Fraud Friday — Bank of America Executive Arrested in $8 Million Bank Fraud and Bribery Scheme

December 11, 2020

Caity Roach
Editor

Fraud Friday — Bank of America Executive Arrested in $8 Million Bank Fraud and Bribery Scheme

Kurt Phelps, a former New York-based Bank of America executive, was arrested on October 29, 2020, for allegedly receiving hundreds of thousands of dollars in exchange for fraudulently helping a New Jersey printing firm get a line of credit at the bank.

Federal prosecutors say Phelps coached executives at the Starnet Business Solutions printing firm on how to falsify financial records to get a line of credit from Bank of America. In order to get approved for that line of credit, the Starnet executives sent Phelps drafts of their firm’s financial information. Phelps then compared the financials to other bank clients who had been approved in the past and instructed the print shop to inflate or falsify certain numbers. 

With Phelps’ guidance, Starnet successfully got its first line of credit from Bank of America in 2013 for $1.5 million. In exchange for helping Starnet grow that line of credit and avoid audits, the printing firm executives allegedly pooled their cash to pay Phelps hundreds of thousands of dollars in bribes, which were hand-delivered in FedEx envelopes. By 2018 Starnet’s line of credit had grown to $8 million.

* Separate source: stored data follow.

//! 计划依赖图
//!
//! 邻接表 + 入度表，Kahn 拓扑排序检测环；同层按声明顺序出队，结果确定。

use std::collections::{HashMap, HashSet, VecDeque};

use thiserror::Error;

use crate::plan::types::{Step, StepId};

/// 计划结构错误
#[derive(Error, Debug, Clone, PartialEq, Eq)]
pub enum PlanError {
    #[error("plan has no steps")]
    Empty,
    #[error("duplicate step id: {0}")]
    DuplicateStep(StepId),
    #[error("step {step} depends on unknown step {dependency}")]
    UnknownDependency { step: StepId, dependency: StepId },
    #[error("dependency cycle among steps: {}", .0.join(", "))]
    Cycle(Vec<StepId>),
    #[error("plan has {0} respond steps, at most one is allowed")]
    MultipleRespond(usize),
}

/// 依赖图：step -> 依赖它的步骤；step -> 未满足依赖数
pub struct PlanGraph {
    pub adjacency: HashMap<StepId, Vec<StepId>>,
    pub in_degree: HashMap<StepId, usize>,
    order: Vec<StepId>,
}

impl PlanGraph {
    pub fn new(steps: &[Step]) -> Result<Self, PlanError> {
        let mut adjacency: HashMap<StepId, Vec<StepId>> = HashMap::new();
        let mut in_degree: HashMap<StepId, usize> = HashMap::new();
        let mut order = Vec::with_capacity(steps.len());

        for step in steps {
            if in_degree.insert(step.id.clone(), 0).is_some() {
                return Err(PlanError::DuplicateStep(step.id.clone()));
            }
            adjacency.insert(step.id.clone(), Vec::new());
            order.push(step.id.clone());
        }

        for step in steps {
            let mut seen = HashSet::new();
            for dep in &step.depends_on {
                if !in_degree.contains_key(dep) {
                    return Err(PlanError::UnknownDependency {
                        step: step.id.clone(),
                        dependency: dep.clone(),
                    });
                }
                // 重复声明的依赖只计一次
                if !seen.insert(dep) {
                    continue;
                }
                adjacency.entry(dep.clone()).or_default().push(step.id.clone());
                *in_degree.entry(step.id.clone()).or_insert(0) += 1;
            }
        }

        Ok(Self {
            adjacency,
            in_degree,
            order,
        })
    }

    /// 拓扑序；存在环时返回环上（未能出队）的步骤
    pub fn topological_order(&self) -> Result<Vec<StepId>, PlanError> {
        let mut degree = self.in_degree.clone();
        let mut queue: VecDeque<StepId> = self
            .order
            .iter()
            .filter(|id| degree.get(*id) == Some(&0))
            .cloned()
            .collect();
        let mut sorted = Vec::with_capacity(self.order.len());

        while let Some(id) = queue.pop_front() {
            if let Some(dependents) = self.adjacency.get(&id) {
                for dependent in dependents {
                    if let Some(d) = degree.get_mut(dependent) {
                        *d -= 1;
                        if *d == 0 {
                            queue.push_back(dependent.clone());
                        }
                    }
                }
            }
            sorted.push(id);
        }

        if sorted.len() != self.order.len() {
            let stuck = self
                .order
                .iter()
                .filter(|id| !sorted.contains(id))
                .cloned()
                .collect();
            return Err(PlanError::Cycle(stuck));
        }
        Ok(sorted)
    }

    /// 只看 keep 选中的步骤时的汇点（没有被选中的步骤依赖它），按声明顺序
    pub fn sinks_among(&self, keep: impl Fn(&str) -> bool) -> Vec<StepId> {
        self.order
            .iter()
            .filter(|id| keep(id))
            .filter(|id| {
                self.adjacency
                    .get(*id)
                    .map(|d| d.iter().all(|dependent| !keep(dependent)))
                    .unwrap_or(true)
            })
            .cloned()
            .collect()
    }

    /// 传递依赖于 id 的所有步骤
    pub fn transitive_dependents(&self, id: &str) -> HashSet<StepId> {
        let mut out = HashSet::new();
        let mut stack: Vec<&StepId> = self
            .adjacency
            .get(id)
            .map(|d| d.iter().collect())
            .unwrap_or_default();
        while let Some(next) = stack.pop() {
            if out.insert(next.clone()) {
                if let Some(more) = self.adjacency.get(next) {
                    stack.extend(more.iter());
                }
            }
        }
        out
    }
}

/// 便捷函数：构图并拓扑排序
pub fn topological_order(steps: &[Step]) -> Result<Vec<StepId>, PlanError> {
    PlanGraph::new(steps)?.topological_order()
}

#[cfg(test)]
mod tests {
    use super::*;

    fn step(id: &str, deps: &[&str]) -> Step {
        Step::tool_call(id, "echo", serde_json::json!({})).after(deps.iter().copied())
    }

    #[test]
    fn test_topological_order_respects_dependencies() {
        let steps = vec![step("c", &["a", "b"]), step("a", &[]), step("b", &["a"])];
        let order = topological_order(&steps).unwrap();
        assert_eq!(order, vec!["a", "b", "c"]);
    }

    #[test]
    fn test_unknown_dependency() {
        let steps = vec![step("a", &["ghost"])];
        assert_eq!(
            topological_order(&steps),
            Err(PlanError::UnknownDependency {
                step: "a".to_string(),
                dependency: "ghost".to_string()
            })
        );
    }

    #[test]
    fn test_cycle_reports_stuck_steps() {
        let steps = vec![step("a", &[]), step("b", &["c"]), step("c", &["b"])];
        match topological_order(&steps) {
            Err(PlanError::Cycle(ids)) => assert_eq!(ids, vec!["b", "c"]),
            other => panic!("expected cycle, got {:?}", other),
        }
    }

    #[test]
    fn test_sinks_and_transitive_dependents() {
        let steps = vec![step("a", &[]), step("b", &["a"]), step("c", &["b"]), step("d", &[])];
        let graph = PlanGraph::new(&steps).unwrap();
        assert_eq!(graph.sinks_among(|_| true), vec!["c", "d"]);
        // 排除 c 后，b 成为汇点
        assert_eq!(graph.sinks_among(|id| id != "c"), vec!["b", "d"]);
        let deps = graph.transitive_dependents("a");
        assert!(deps.contains("b") && deps.contains("c"));
        assert!(!deps.contains("d"));
    }

    #[test]
    fn test_duplicate_dependency_counts_once() {
        let steps = vec![step("a", &[]), step("b", &["a", "a"])];
        let graph = PlanGraph::new(&steps).unwrap();
        assert_eq!(graph.in_degree.get("b"), Some(&1));
        assert!(graph.topological_order().is_ok());
    }
}
//! LLM 客户端抽象
//!
//! 所有后端（OpenAI 兼容 / 规则引擎 / 脚本化测试客户端）实现 LlmClient。

use async_trait::async_trait;
use thiserror::Error;

use crate::memory::Message;

#[derive(Error, Debug, Clone, PartialEq, Eq)]
pub enum LlmError {
    #[error("LLM request failed: {0}")]
    Request(String),

    #[error("LLM returned an empty response")]
    EmptyResponse,

    /// 脚本化客户端的回复已用完
    #[error("no scripted response left")]
    Exhausted,
}

#[async_trait]
pub trait LlmClient: Send + Sync {
    /// 非流式完成
    async fn complete(&self, messages: &[Message]) -> Result<String, LlmError>;

    /// 累计 token 使用：(prompt_tokens, completion_tokens, total_tokens)
    fn token_usage(&self) -> (u64, u64, u64) {
        (0, 0, 0)
    }
}
//! 天气工具：查询 wttr.in 的 JSON 接口（format=j1）
//!
//! 查询类接口，幂等，可重试；未指定地点时使用配置的默认城市。

use std::time::Duration;

use async_trait::async_trait;
use reqwest::Client;
use serde_json::Value;

use crate::tools::{SideEffectClass, Tool, ToolDescriptor, ToolOutput};

pub struct WeatherTool {
    descriptor: ToolDescriptor,
    client: Client,
    base_url: String,
    default_location: String,
}

impl WeatherTool {
    pub fn new(base_url: impl Into<String>, default_location: impl Into<String>, timeout_secs: u64) -> Self {
        let descriptor = ToolDescriptor::new(
            "weather",
            "Current weather for a location. Args: {\"location\": \"Beijing\"} (location optional)",
            SideEffectClass::Idempotent,
        )
        .with_input_schema(serde_json::json!({
            "type": "object",
            "properties": {"location": {"type": "string"}}
        }))
        .with_output_schema(weather_output_schema());
        let client = Client::builder()
            .timeout(Duration::from_secs(timeout_secs))
            .user_agent("jarvis/0.1")
            .build()
            .unwrap_or_default();
        Self {
            descriptor,
            client,
            base_url: base_url.into().trim_end_matches('/').to_string(),
            default_location: default_location.into(),
        }
    }
}

/// weather 工具的输出 Schema（测试桩复用）
pub fn weather_output_schema() -> Value {
    serde_json::json!({
        "type": "object",
        "properties": {
            "location": {"type": "string"},
            "temperature_c": {"type": "number"},
            "condition": {"type": "string"},
            "humidity": {"type": "number"}
        },
        "required": ["location", "temperature_c", "condition"]
    })
}

/// 从 wttr.in j1 响应中提取当前天气
fn parse_current(location: &str, body: &Value) -> Result<Value, String> {
    let current = body
        .get("current_condition")
        .and_then(|c| c.get(0))
        .ok_or_else(|| "response has no current_condition".to_string())?;
    let number = |key: &str| -> Option<f64> {
        current.get(key).and_then(|v| match v {
            Value::String(s) => s.parse().ok(),
            Value::Number(n) => n.as_f64(),
            _ => None,
        })
    };
    let temperature = number("temp_C").ok_or_else(|| "response has no temp_C".to_string())?;
    let condition = current
        .get("weatherDesc")
        .and_then(|d| d.get(0))
        .and_then(|d| d.get("value"))
        .and_then(|v| v.as_str())
        .unwrap_or("unknown")
        .trim()
        .to_string();
    let mut out = serde_json::json!({
        "location": location,
        "temperature_c": temperature,
        "condition": condition,
    });
    if let Some(humidity) = number("humidity") {
        out["humidity"] = Value::from(humidity);
    }
    Ok(out)
}

#[async_trait]
impl Tool for WeatherTool {
    fn descriptor(&self) -> &ToolDescriptor {
        &self.descriptor
    }

    async fn invoke(&self, args: Value) -> Result<ToolOutput, String> {
        let location = args
            .get("location")
            .and_then(|v| v.as_str())
            .map(str::trim)
            .filter(|s| !s.is_empty())
            .unwrap_or(&self.default_location)
            .to_string();
        let url = format!("{}/{}", self.base_url, location.replace(' ', "+"));
        let resp = self
            .client
            .get(&url)
            .query(&[("format", "j1")])
            .send()
            .await
            .map_err(|e| format!("Request failed: {}", e))?;
        if !resp.status().is_success() {
            return Err(format!("HTTP {}", resp.status()));
        }
        let body: Value = resp.json().await.map_err(|e| format!("Invalid JSON: {}", e))?;
        Ok(ToolOutput::new(parse_current(&location, &body)?))
    }
}

#[cfg(test)]
mod tests {
    use super::*;

    #[test]
    fn test_parse_current_condition() {
        let body = serde_json::json!({
            "current_condition": [{
                "temp_C": "21",
                "humidity": "40",
                "weatherDesc": [{"value": "Sunny "}]
            }]
        });
        let out = parse_current("Paris", &body).unwrap();
        assert_eq!(out["temperature_c"], serde_json::json!(21.0));
        assert_eq!(out["condition"], "Sunny");
        assert_eq!(out["humidity"], serde_json::json!(40.0));
    }

    #[test]
    fn test_parse_missing_condition() {
        assert!(parse_current("Paris", &serde_json::json!({})).is_err());
    }
}
//! 可观测性：日志初始化与每轮耗时统计

use std::time::{Duration, Instant};

use serde::Serialize;
use tracing_subscriber::{fmt, prelude::*, EnvFilter};

/// 默认 info，RUST_LOG 可覆盖；重复调用无副作用
pub fn init() {
    let filter = EnvFilter::try_from_default_env().unwrap_or_else(|_| EnvFilter::new("info"));
    let _ = tracing_subscriber::registry()
        .with(filter)
        .with(fmt::layer())
        .try_init();
}

/// 一轮编排的耗时与计数
#[derive(Debug, Clone, Default, Serialize)]
pub struct TurnMetrics {
    pub planning_ms: u64,
    pub execution_ms: u64,
    pub verification_ms: u64,
    pub total_ms: u64,
    pub plans: u32,
    pub replans: u32,
    pub steps_executed: usize,
    pub steps_failed: usize,
    /// 本轮规划消耗的 token（模型不报告用量时为 0）
    pub planner_tokens: u64,
}

impl TurnMetrics {
    pub fn add_planning(&mut self, elapsed: Duration, tokens: u64) {
        self.planning_ms += elapsed.as_millis() as u64;
        self.plans += 1;
        self.planner_tokens += tokens;
    }

    pub fn add_execution(&mut self, elapsed: Duration, executed: usize, failed: usize) {
        self.execution_ms += elapsed.as_millis() as u64;
        self.steps_executed += executed;
        self.steps_failed += failed;
    }

    pub fn add_verification(&mut self, elapsed: Duration) {
        self.verification_ms += elapsed.as_millis() as u64;
    }

    pub fn finish(&mut self, started: Instant, replans: u32) {
        self.total_ms = started.elapsed().as_millis() as u64;
        self.replans = replans;
    }

    /// 轮次结束时输出一行汇总
    pub fn log(&self, outcome: &str) {
        tracing::info!(
            outcome,
            total_ms = self.total_ms,
            planning_ms = self.planning_ms,
            execution_ms = self.execution_ms,
            verification_ms = self.verification_ms,
            plans = self.plans,
            replans = self.replans,
            steps = self.steps_executed,
            failed_steps = self.steps_failed,
            planner_tokens = self.planner_tokens,
            "turn finished"
        );
    }
}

Although the filings do not indicate whether any other Bank of America employees are under investigation, text messages exchanged between Phelps and others inside the bank suggest that he may have implicated other employees and that he may have run a similar bribery scheme with other companies.

“If there’s any credibility about him being able to bribe other people in the bank, that’s a much broader problem,” says the former FBI Chief of the Financial Crimes Division. “The regulators are going to need to determine if this is a one-off situation.”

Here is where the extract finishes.